### What to work on
Below are entries; count each line that holds the word "invalid" and report the number without any other words.

======== Provided entries

use std::error::Error;

/// Base trait for all application errors
pub trait SweepError: Error + Send + Sync + 'static {
    /// Error code for programmatic handling
    fn error_code(&self) -> &'static str;

    /// Whether this error should be logged as an error or warning
    fn is_user_error(&self) -> bool {
        false
    }
}

/// Common result type for the application
pub type SweepResult<T> = Result<T, Box<dyn SweepError>>;

#[derive(Debug, thiserror::Error)]
pub enum ConfigError {
    #[error("Failed to parse config file '{path}': {message}")]
    ConfigParseError { path: String, message: String },

    #[error("No organization given. Pass --org or set api.organization in config")]
    MissingOrganization,

    #[error("No graph snapshot given. Pass --hierarchy or set snapshot.input in config")]
    MissingSnapshot,

    #[error("Failed to read protected resource list '{path}': {source}")]
    ProtectedListUnreadable {
        path: String,
        source: std::io::Error,
    },

    #[error("IO error reading config: {source}")]
    IoError {
        #[from]
        source: std::io::Error,
    },
}

impl SweepError for ConfigError {
    fn error_code(&self) -> &'static str {
        match self {
            ConfigError::ConfigParseError { .. } => "CONFIG_PARSE_ERROR",
            ConfigError::MissingOrganization => "CONFIG_MISSING_ORGANIZATION",
            ConfigError::MissingSnapshot => "CONFIG_MISSING_SNAPSHOT",
            ConfigError::ProtectedListUnreadable { .. } => "CONFIG_PROTECTED_LIST_UNREADABLE",
            ConfigError::IoError { .. } => "CONFIG_IO_ERROR",
        }
    }

    fn is_user_error(&self) -> bool {
        matches!(
            self,
            ConfigError::ConfigParseError { .. }
                | ConfigError::MissingOrganization
                | ConfigError::MissingSnapshot
        )
    }
}

#[cfg(test)]
mod tests {
    use super::*;

    #[test]
    fn test_sweep_result() {
        let _result: SweepResult<i32> = Ok(42);
    }

    #[test]
    fn test_config_parse_error_display() {
        let error = ConfigError::ConfigParseError {
            path: "~/.orgsweep/config.toml".to_string(),
            message: "invalid TOML syntax".to_string(),
        };
        assert_eq!(
            error.to_string(),
            "Failed to parse config file '~/.orgsweep/config.toml': invalid TOML syntax"
        );
        assert_eq!(error.error_code(), "CONFIG_PARSE_ERROR");
        assert!(error.is_user_error());
    }

    #[test]
    fn test_missing_organization_error() {
        let error = ConfigError::MissingOrganization;
        assert_eq!(error.error_code(), "CONFIG_MISSING_ORGANIZATION");
        assert!(error.is_user_error());
    }
}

================

### Written answer
2